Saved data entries
******
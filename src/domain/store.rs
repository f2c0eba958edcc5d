//! In-memory holder of the four controllable values.
//!
//! The store is owned by the session task and mutated only there, so it
//! needs no locking. Subscribers are notified synchronously in the calling
//! context; both driver-originated sets and peripheral-originated reads
//! flow through the same notification path.

use crate::domain::models::{Attribute, AttributeRequest, AttributeValue, OutOfRange};

type Subscriber = Box<dyn FnMut(AttributeValue) + Send>;

pub struct AttributeStore {
    values: [Option<AttributeValue>; 4],
    subscribers: Vec<Subscriber>,
}

impl AttributeStore {
    pub fn new() -> Self {
        Self {
            values: [None; 4],
            subscribers: Vec::new(),
        }
    }

    /// Validate and apply a requested change. On a range error the store
    /// is left untouched.
    pub fn set(&mut self, request: AttributeRequest) -> Result<AttributeValue, OutOfRange> {
        let value = request.validate()?;
        self.apply(value);
        Ok(value)
    }

    /// Apply an already-validated value, e.g. one decoded from a
    /// characteristic read.
    pub fn apply(&mut self, value: AttributeValue) {
        self.values[value.attribute().index()] = Some(value);
        for subscriber in &mut self.subscribers {
            subscriber(value);
        }
    }

    /// Last known value, or `None` while the attribute is uninitialized
    /// (no read has completed and nothing was set locally).
    pub fn get(&self, attribute: Attribute) -> Option<AttributeValue> {
        self.values[attribute.index()]
    }

    pub fn subscribe(&mut self, subscriber: impl FnMut(AttributeValue) + Send + 'static) {
        self.subscribers.push(Box::new(subscriber));
    }

    /// True once every attribute holds a value.
    pub fn is_initialized(&self) -> bool {
        self.values.iter().all(Option::is_some)
    }
}

impl Default for AttributeStore {
    fn default() -> Self {
        Self::new()
    }
}
//! Control session for a BLE LED-strip controller.
//!
//! The peripheral exposes one service with four writable characteristics:
//! brightness, animation mode, inter-frame delay, and HSV color. This crate
//! provides a [`Session`] actor that scans for the peripheral, connects,
//! reads the initial values, and then mediates local changes to it:
//! validating ranges, coalescing slider bursts through per-attribute
//! debounce timers, and reporting everything back on an event channel.

pub mod domain;
pub mod infrastructure;

pub use domain::models::{
    AnimationMode, Attribute, AttributeRequest, AttributeValue, Hsv, OutOfRange, SessionEvent,
    SessionState,
};
pub use domain::session::{Session, SessionConfig, SessionHandle, WritePolicies, WritePolicy};
pub use infrastructure::bluetooth::transport::{Transport, TransportError, TransportEvent};
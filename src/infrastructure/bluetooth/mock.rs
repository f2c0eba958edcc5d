//! Scripted transport for exercising the session without a radio.
//!
//! Scan, connect, and discovery complete instantly; reads answer with
//! canned payloads (or are withheld to simulate a stalled peripheral);
//! writes are recorded with a timestamp so tests can assert on debounce
//! timing. Link loss is injected by sending events through a clone of the
//! transport's event sender.

use std::collections::HashMap;
use std::sync::{Arc, Mutex};

use async_trait::async_trait;
use tokio::time::Instant;

use crate::domain::models::Attribute;
use crate::infrastructure::bluetooth::transport::{
    PeripheralId, Transport, TransportError, TransportEvent, TransportEventSender,
};

#[derive(Debug, Clone, PartialEq, Eq)]
pub struct RecordedWrite {
    pub attribute: Attribute,
    pub payload: Vec<u8>,
    pub at: Instant,
}

pub struct MockTransport {
    events: TransportEventSender,
    writes: Arc<Mutex<Vec<RecordedWrite>>>,
    /// When false, read requests are accepted but never completed,
    /// simulating a peripheral that stops answering mid-sequence.
    auto_reads: bool,
    canned: HashMap<Attribute, Vec<u8>>,
    connected: bool,
}

impl MockTransport {
    pub fn new(events: TransportEventSender) -> Self {
        let canned = HashMap::from([
            (Attribute::Brightness, vec![128]),
            (Attribute::Animation, vec![1]),
            (Attribute::DelayTime, vec![50]),
            (Attribute::Color, vec![0, 255, 255]),
        ]);
        Self {
            events,
            writes: Arc::new(Mutex::new(Vec::new())),
            auto_reads: true,
            canned,
            connected: false,
        }
    }

    /// Share the write log with the test.
    pub fn recording_to(mut self, writes: Arc<Mutex<Vec<RecordedWrite>>>) -> Self {
        self.writes = writes;
        self
    }

    pub fn auto_reads(mut self, auto_reads: bool) -> Self {
        self.auto_reads = auto_reads;
        self
    }
}

#[async_trait]
impl Transport for MockTransport {
    async fn start_scan(&mut self) -> Result<(), TransportError> {
        let _ = self
            .events
            .send(TransportEvent::PeripheralDiscovered(PeripheralId(
                "mock-peripheral".to_string(),
            )));
        Ok(())
    }

    async fn stop_scan(&mut self) -> Result<(), TransportError> {
        Ok(())
    }

    async fn connect(&mut self, _peripheral: &PeripheralId) -> Result<(), TransportError> {
        self.connected = true;
        let _ = self.events.send(TransportEvent::Connected);
        Ok(())
    }

    async fn discover_attributes(&mut self) -> Result<(), TransportError> {
        if !self.connected {
            return Err(TransportError::NotConnected);
        }
        let _ = self.events.send(TransportEvent::AttributesDiscovered);
        Ok(())
    }

    async fn read_attribute(&mut self, attribute: Attribute) -> Result<(), TransportError> {
        if !self.connected {
            return Err(TransportError::NotConnected);
        }
        if self.auto_reads {
            let bytes = self.canned.get(&attribute).cloned().unwrap_or_default();
            let _ = self
                .events
                .send(TransportEvent::ReadCompleted { attribute, bytes });
        }
        Ok(())
    }

    async fn write_attribute(
        &mut self,
        attribute: Attribute,
        payload: &[u8],
    ) -> Result<(), TransportError> {
        if !self.connected {
            return Err(TransportError::NotConnected);
        }
        self.writes.lock().unwrap().push(RecordedWrite {
            attribute,
            payload: payload.to_vec(),
            at: Instant::now(),
        });
        let _ = self.events.send(TransportEvent::WriteCompleted { attribute });
        Ok(())
    }

    async fn disconnect(&mut self) {
        self.connected = false;
    }
}
//! Provider trait: the abstraction over reasoning-engine backends.
//!
//! A Provider knows how to send a prompt (optionally with an image) to a
//! generative model and get the completion text back. The triage pipeline
//! treats whatever comes back as untrusted text.
//!
//! Implementations: OpenAI-compatible (Gemini, OpenRouter, OpenAI, Ollama),
//! Anthropic.

use async_trait::async_trait;
use serde::{Deserialize, Serialize};

use crate::error::ProviderError;
use crate::message::Message;

/// Configuration for a provider request.
#[derive(Debug, Clone, Serialize, Deserialize)]
pub struct ProviderRequest {
    /// The model to use (e.g., "gemini-2.0-flash", "gpt-4o")
    pub model: String,

    /// The messages to send
    pub messages: Vec<Message>,

    /// Temperature (0.0 = deterministic, 1.0 = creative)
    #[serde(default = "default_temperature")]
    pub temperature: f32,

    /// Maximum tokens to generate
    #[serde(default, skip_serializing_if = "Option::is_none")]
    pub max_tokens: Option<u32>,
}

fn default_temperature() -> f32 {
    0.2
}

impl ProviderRequest {
    /// A request carrying a single user message.
    pub fn single(model: impl Into<String>, message: Message) -> Self {
        Self {
            model: model.into(),
            messages: vec![message],
            temperature: default_temperature(),
            max_tokens: None,
        }
    }
}

/// A complete response from a provider.
#[derive(Debug, Clone, Serialize, Deserialize)]
pub struct ProviderResponse {
    /// The generated message
    pub message: Message,

    /// Token usage statistics
    pub usage: Option<Usage>,

    /// Which model actually responded (may differ from requested)
    pub model: String,
}

/// Token usage information.
#[derive(Debug, Clone, Serialize, Deserialize)]
pub struct Usage {
    pub prompt_tokens: u32,
    pub completion_tokens: u32,
    pub total_tokens: u32,
}

/// The core Provider trait.
///
/// The orchestrator calls `complete()` without knowing which backend is in use.
#[async_trait]
pub trait Provider: Send + Sync {
    /// A human-readable name for this provider (e.g., "gemini", "anthropic").
    fn name(&self) -> &str;

    /// Send a request and get a complete response.
    async fn complete(
        &self,
        request: ProviderRequest,
    ) -> std::result::Result<ProviderResponse, ProviderError>;

    /// Health check: can we reach the provider?
    async fn health_check(&self) -> std::result::Result<bool, ProviderError> {
        Ok(true)
    }
}

#[cfg(test)]
mod tests {
    use super::*;

    struct EchoProvider;

    #[async_trait]
    impl Provider for EchoProvider {
        fn name(&self) -> &str {
            "echo"
        }

        async fn complete(
            &self,
            request: ProviderRequest,
        ) -> Result<ProviderResponse, ProviderError> {
            let text = request
                .messages
                .last()
                .map(|m| m.content.clone())
                .unwrap_or_default();
            Ok(ProviderResponse {
                message: Message::assistant(text),
                usage: None,
                model: request.model,
            })
        }
    }

    #[test]
    fn single_request_defaults() {
        let req = ProviderRequest::single("gemini-2.0-flash", Message::user("hi"));
        assert!((req.temperature - 0.2).abs() < f32::EPSILON);
        assert!(req.max_tokens.is_none());
        assert_eq!(req.messages.len(), 1);
    }

    #[tokio::test]
    async fn default_health_check_is_ok() {
        let provider = EchoProvider;
        assert!(provider.health_check().await.unwrap());
        let resp = provider
            .complete(ProviderRequest::single("m", Message::user("ping")))
            .await
            .unwrap();
        assert_eq!(resp.message.content, "ping");
    }
}
//! Patient events: the only persisted entity.
//!
//! An event is one immutable, timestamped, identified entry in the patient's
//! history log. Its payload is tagged by kind: symptom and image events carry
//! the triage recommendation made at the time, history notes carry nothing.
//!
//! On disk and over HTTP an event is the flat record
//! `{id, kind, text, timestamp, extra}`, where `extra` is `{"triage": {...}}`
//! for triage-bearing kinds and `{}` for notes.

use chrono::{DateTime, SecondsFormat, Utc};
use serde::{Deserialize, Serialize};

use crate::record::TriageResult;

/// Positive integer identifier, assigned by the store at append time.
pub type EventId = u64;

/// The kind of an event.
#[derive(Debug, Clone, Copy, PartialEq, Eq, Hash, Serialize, Deserialize)]
#[serde(rename_all = "snake_case")]
pub enum EventKind {
    /// A text complaint, stored in its normalized form
    Symptom,
    /// An uploaded image that was triaged
    ImageAnalysis,
    /// Free-form history supplied by the patient
    HistoryNote,
}

impl EventKind {
    pub const ALL: [EventKind; 3] = [
        EventKind::Symptom,
        EventKind::ImageAnalysis,
        EventKind::HistoryNote,
    ];

    pub fn as_str(&self) -> &'static str {
        match self {
            EventKind::Symptom => "symptom",
            EventKind::ImageAnalysis => "image_analysis",
            EventKind::HistoryNote => "history_note",
        }
    }
}

impl std::fmt::Display for EventKind {
    fn fmt(&self, f: &mut std::fmt::Formatter<'_>) -> std::fmt::Result {
        f.write_str(self.as_str())
    }
}

impl std::str::FromStr for EventKind {
    type Err = String;

    fn from_str(s: &str) -> Result<Self, Self::Err> {
        EventKind::ALL
            .into_iter()
            .find(|k| k.as_str() == s)
            .ok_or_else(|| format!("unknown event kind '{s}'"))
    }
}

/// Kind-specific payload of an event.
#[derive(Debug, Clone, PartialEq, Eq)]
pub enum EventBody {
    Symptom { triage: TriageResult },
    ImageAnalysis { triage: TriageResult },
    HistoryNote,
}

impl EventBody {
    pub fn kind(&self) -> EventKind {
        match self {
            EventBody::Symptom { .. } => EventKind::Symptom,
            EventBody::ImageAnalysis { .. } => EventKind::ImageAnalysis,
            EventBody::HistoryNote => EventKind::HistoryNote,
        }
    }

    pub fn triage(&self) -> Option<&TriageResult> {
        match self {
            EventBody::Symptom { triage } | EventBody::ImageAnalysis { triage } => Some(triage),
            EventBody::HistoryNote => None,
        }
    }
}

/// One entry in the patient history log.
#[derive(Debug, Clone, PartialEq, Eq, Serialize, Deserialize)]
#[serde(try_from = "WireEvent", into = "WireEvent")]
pub struct Event {
    pub id: EventId,

    /// Canonical human-readable description
    pub text: String,

    /// Creation instant; advisory only, the log is ordered by insertion
    pub timestamp: DateTime<Utc>,

    pub body: EventBody,
}

impl Event {
    /// Create an event stamped with the current UTC time.
    pub fn new(id: EventId, text: impl Into<String>, body: EventBody) -> Self {
        Self {
            id,
            text: text.into(),
            timestamp: Utc::now(),
            body,
        }
    }

    pub fn kind(&self) -> EventKind {
        self.body.kind()
    }

    pub fn triage(&self) -> Option<&TriageResult> {
        self.body.triage()
    }

    /// ISO-8601 timestamp with a `Z` suffix, as persisted.
    pub fn timestamp_iso(&self) -> String {
        format_timestamp(&self.timestamp)
    }
}

pub fn format_timestamp(ts: &DateTime<Utc>) -> String {
    ts.to_rfc3339_opts(SecondsFormat::Micros, true)
}

// --- Wire format ---

#[derive(Serialize, Deserialize)]
struct WireEvent {
    id: EventId,
    kind: EventKind,
    text: String,
    #[serde(with = "iso_z")]
    timestamp: DateTime<Utc>,
    #[serde(default)]
    extra: WireExtra,
}

#[derive(Default, Serialize, Deserialize)]
struct WireExtra {
    #[serde(default, skip_serializing_if = "Option::is_none")]
    triage: Option<TriageResult>,
}

impl TryFrom<WireEvent> for Event {
    type Error = String;

    fn try_from(wire: WireEvent) -> Result<Self, Self::Error> {
        if wire.id == 0 {
            return Err("event id must be positive".into());
        }
        let body = match (wire.kind, wire.extra.triage) {
            (EventKind::Symptom, Some(triage)) => EventBody::Symptom { triage },
            (EventKind::ImageAnalysis, Some(triage)) => EventBody::ImageAnalysis { triage },
            (EventKind::HistoryNote, None) => EventBody::HistoryNote,
            (EventKind::HistoryNote, Some(_)) => {
                return Err(format!("history note {} must not carry a triage", wire.id));
            }
            (kind, None) => {
                return Err(format!("{kind} event {} is missing extra.triage", wire.id));
            }
        };
        Ok(Event {
            id: wire.id,
            text: wire.text,
            timestamp: wire.timestamp,
            body,
        })
    }
}

impl From<Event> for WireEvent {
    fn from(event: Event) -> Self {
        let kind = event.kind();
        let triage = match event.body {
            EventBody::Symptom { triage } | EventBody::ImageAnalysis { triage } => Some(triage),
            EventBody::HistoryNote => None,
        };
        WireEvent {
            id: event.id,
            kind,
            text: event.text,
            timestamp: event.timestamp,
            extra: WireExtra { triage },
        }
    }
}

mod iso_z {
    use chrono::{DateTime, Utc};
    use serde::{Deserialize, Deserializer, Serializer};

    pub fn serialize<S: Serializer>(ts: &DateTime<Utc>, s: S) -> Result<S::Ok, S::Error> {
        s.serialize_str(&super::format_timestamp(ts))
    }

    pub fn deserialize<'de, D: Deserializer<'de>>(d: D) -> Result<DateTime<Utc>, D::Error> {
        let raw = String::deserialize(d)?;
        DateTime::parse_from_rfc3339(&raw)
            .map(|dt| dt.with_timezone(&Utc))
            .map_err(serde::de::Error::custom)
    }
}
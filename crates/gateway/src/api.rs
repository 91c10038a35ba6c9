//! Triage API handlers.
//!
//! Endpoints:
//!
//! - `GET /history` returns the full event log as `{"events": [...]}`
//! - `POST /delete-event` takes `{id}` and returns `{ok, deleted_count}`
//! - `POST /process-text` takes `{text}` and returns `{ok, extraction, triage}`
//! - `POST /process-image` takes multipart `image` + `text_context`, returns `{ok, triage}`
//! - `POST /generate-soap` returns `{ok, soap_data}`
//! - `POST /add-history` takes `{text}` and returns `{ok}`
//!
//! Every failure is `{ok: false, error}` with 400 for bad input and 500 for
//! anything that went wrong on our side or the engine's.

use axum::{
    extract::multipart::{Multipart, MultipartRejection},
    extract::rejection::JsonRejection,
    extract::State,
    http::StatusCode,
    response::{IntoResponse, Json, Response},
};
use serde::{Deserialize, Serialize};
use tracing::{debug, error, info};

use medtriage_core::error::Error;
use medtriage_core::event::{Event, EventId};
use medtriage_core::record::{SoapReport, TriageResult};
use medtriage_triage::{ImageUpload, TextTriage};

use crate::SharedState;

// ── Errors ───────────────────────────────────────────────────────────────

#[derive(Debug, Serialize, Deserialize)]
pub struct ErrorResponse {
    pub ok: bool,
    pub error: String,
}

/// A failed request: status code plus the message shown to the caller.
#[derive(Debug)]
pub struct ApiError {
    status: StatusCode,
    message: String,
}

impl ApiError {
    fn bad_request(message: impl Into<String>) -> Self {
        Self {
            status: StatusCode::BAD_REQUEST,
            message: message.into(),
        }
    }
}

impl From<Error> for ApiError {
    fn from(e: Error) -> Self {
        let status = if e.is_client_error() {
            StatusCode::BAD_REQUEST
        } else {
            StatusCode::INTERNAL_SERVER_ERROR
        };
        Self {
            status,
            message: e.to_string(),
        }
    }
}

impl From<JsonRejection> for ApiError {
    fn from(rejection: JsonRejection) -> Self {
        Self::bad_request(rejection.body_text())
    }
}

impl IntoResponse for ApiError {
    fn into_response(self) -> Response {
        if self.status.is_server_error() {
            error!(status = %self.status, error = %self.message, "Request failed");
        } else {
            debug!(status = %self.status, error = %self.message, "Request rejected");
        }
        (
            self.status,
            Json(ErrorResponse {
                ok: false,
                error: self.message,
            }),
        )
            .into_response()
    }
}

// ── Request / response types ─────────────────────────────────────────────

#[derive(Debug, Serialize, Deserialize)]
pub struct HistoryResponse {
    pub events: Vec<Event>,
}

#[derive(Debug, Deserialize)]
pub struct DeleteRequest {
    #[serde(default)]
    pub id: Option<EventId>,
}

#[derive(Debug, Serialize, Deserialize)]
pub struct DeleteResponse {
    pub ok: bool,
    pub deleted_count: usize,
}

#[derive(Debug, Deserialize)]
pub struct TextRequest {
    #[serde(default)]
    pub text: String,
}

#[derive(Debug, Serialize)]
pub struct ProcessTextResponse {
    pub ok: bool,
    #[serde(flatten)]
    pub result: TextTriage,
}

#[derive(Debug, Serialize, Deserialize)]
pub struct ProcessImageResponse {
    pub ok: bool,
    pub triage: TriageResult,
}

#[derive(Debug, Serialize, Deserialize)]
pub struct SoapResponse {
    pub ok: bool,
    pub soap_data: SoapReport,
}

#[derive(Debug, Serialize, Deserialize)]
pub struct OkResponse {
    pub ok: bool,
}

// ── Handlers ─────────────────────────────────────────────────────────────

pub(crate) async fn history_handler(
    State(state): State<SharedState>,
) -> Result<Json<HistoryResponse>, ApiError> {
    let events = state.service.history().await?;
    Ok(Json(HistoryResponse { events }))
}

pub(crate) async fn delete_event_handler(
    State(state): State<SharedState>,
    payload: Result<Json<DeleteRequest>, JsonRejection>,
) -> Result<Json<DeleteResponse>, ApiError> {
    let Json(payload) = payload?;
    let id = match payload.id {
        Some(id) if id > 0 => id,
        _ => return Err(ApiError::bad_request("id required")),
    };

    let deleted_count = state.service.delete_event(id).await?;
    Ok(Json(DeleteResponse {
        ok: true,
        deleted_count,
    }))
}

pub(crate) async fn process_text_handler(
    State(state): State<SharedState>,
    payload: Result<Json<TextRequest>, JsonRejection>,
) -> Result<Json<ProcessTextResponse>, ApiError> {
    let Json(payload) = payload?;
    info!(chars = payload.text.chars().count(), "process-text request");

    let result = state.service.process_text(&payload.text).await?;
    Ok(Json(ProcessTextResponse { ok: true, result }))
}

pub(crate) async fn process_image_handler(
    State(state): State<SharedState>,
    multipart: Result<Multipart, MultipartRejection>,
) -> Result<Json<ProcessImageResponse>, ApiError> {
    let mut multipart = multipart.map_err(|e| ApiError::bad_request(e.body_text()))?;

    let mut upload: Option<ImageUpload> = None;
    let mut context = String::new();

    while let Some(field) = multipart
        .next_field()
        .await
        .map_err(|e| ApiError::bad_request(e.body_text()))?
    {
        let name = field.name().map(str::to_string);
        match name.as_deref() {
            Some("image") => {
                let content_type = field.content_type().map(str::to_string);
                let bytes = field
                    .bytes()
                    .await
                    .map_err(|e| ApiError::bad_request(e.body_text()))?;
                upload = Some(ImageUpload {
                    bytes: bytes.to_vec(),
                    content_type,
                });
            }
            Some("text_context") => {
                context = field
                    .text()
                    .await
                    .map_err(|e| ApiError::bad_request(e.body_text()))?;
            }
            other => debug!(field = ?other, "Ignoring unknown multipart field"),
        }
    }

    let upload = upload.ok_or_else(|| ApiError::bad_request("No image uploaded"))?;
    info!(bytes = upload.bytes.len(), "process-image request");

    let result = state.service.process_image(upload, &context).await?;
    Ok(Json(ProcessImageResponse {
        ok: true,
        triage: result.triage,
    }))
}

pub(crate) async fn generate_soap_handler(
    State(state): State<SharedState>,
) -> Result<Json<SoapResponse>, ApiError> {
    let soap_data = state.service.generate_report().await?;
    Ok(Json(SoapResponse {
        ok: true,
        soap_data,
    }))
}

pub(crate) async fn add_history_handler(
    State(state): State<SharedState>,
    payload: Result<Json<TextRequest>, JsonRejection>,
) -> Result<Json<OkResponse>, ApiError> {
    let Json(payload) = payload?;
    state.service.add_history(&payload.text).await?;
    Ok(Json(OkResponse { ok: true }))
}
******
**DESCRIPTION OF THE TASK**
Those lines above that contain the string "service" should be returned.

**ANSWER**
//! The peripheral exposes one service with four writable characteristics:
    let events = state.service.history().await?;
    let deleted_count = state.service.delete_event(id).await?;
    let result = state.service.process_text(&payload.text).await?;
    let result = state.service.process_image(upload, &context).await?;
    let soap_data = state.service.generate_report().await?;
    state.service.add_history(&payload.text).await?;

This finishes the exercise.